# IntegerModp

Inherits from: CAObject

Maturity Index: Relatively immature

## Class Description

Instances are integers modulo a small, prime number, the modulus of the object. The modulus can currently not be equal to two; it must be equal to or less than USHRT_MAX_PRIME (the largest prime number that fits in an unsigned short word, as defined in the header file cakit/IntegerModp.h). Objects belong to the same class in the sense of sameClass: iff. the moduli are equal.

Every integer mod p keeps its own copy of the modulus; you don't need to set a global modulus. As a consequence, it is possible to do multiple calculations modulo a different prime, even concurrenlty.

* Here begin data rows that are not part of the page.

//! 运行时配置

use servo_tools::StreamConfig;
use std::time::Duration;

/// 流式运行时配置
#[derive(Debug, Clone, PartialEq)]
pub struct RuntimeConfig {
    /// 通道建立超时
    pub connect_timeout: Duration,
    /// 单周期应答超时
    pub exchange_timeout: Duration,
    /// 停止排空超时
    pub drain_timeout: Duration,
    /// 平均周期间隔超过此值时报告退化
    pub degraded_threshold: Duration,
    /// 保留最近 N 个交换样本（0 = 关闭）
    pub trace_capacity: usize,
}

impl Default for RuntimeConfig {
    fn default() -> Self {
        Self {
            connect_timeout: Duration::from_secs(5),
            exchange_timeout: Duration::from_millis(200),
            drain_timeout: Duration::from_secs(2),
            degraded_threshold: Duration::from_millis(150),
            trace_capacity: 0,
        }
    }
}

impl From<&StreamConfig> for RuntimeConfig {
    fn from(config: &StreamConfig) -> Self {
        Self {
            connect_timeout: config.connect_timeout(),
            exchange_timeout: config.exchange_timeout(),
            drain_timeout: config.drain_timeout(),
            degraded_threshold: config.degraded_threshold(),
            trace_capacity: config.cycle.trace_capacity,
        }
    }
}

IntegerModp is the prototype, in the Computer Algebra Kit, of a field i.e., a structure where each (nonzero) element has a multiplicative inverse (see inField and inverse). Matrix (in Gaussian elimination) and Polynomial (in polynomial division) take advantage of the field structure of scalars, such as integers mod p.

## Methods

### modulus:

+modulus:(unsigned short)aPrime
Creates a new object, equal to zero, with modulus equal to aPrime. The modulus must be a prime number less than or equal to USHRT_MAX_PRIME.

### int:modulus:

+int:(int)intValuemodulus:(unsigned short)aPrime
Creates a new object with modulus equal to aPrime. The value of the object is equal to intValue mod aPrime. The modulus must be a prime number less than or equal to USHRT_MAX_PRIME.

### modulus

- (unsigned short)modulus
Returns the modulus, a prime number equal to or less than USHRT_MAX_PRIME.

### intValue

- (int)intValue
Returns a representant of the modular number in the range [0,modulus[.

### intValue:

-intValue:(int)aValue
Returns a new object for aValue, modulo the modulus of the receiving object.

-zero

-one

-minusOne

### divide:

-divide:b
Multiplies the object by the inverse of b. Returns nil if b is zero (has no inverse).

### characteristic

- (int)characteristic
Returns the modulus of the object.

### frobenius

-frobenius
Simply returns a new reference to the object itself, since the p-th power of an integer modulo p is equal to that integer.

### frobeniusInverse

-frobeniusInverse
Simply returns a new reference to the object itself, since the p-th power of an integer modulo p is equal to that integer. This method also returns zero for the zero object.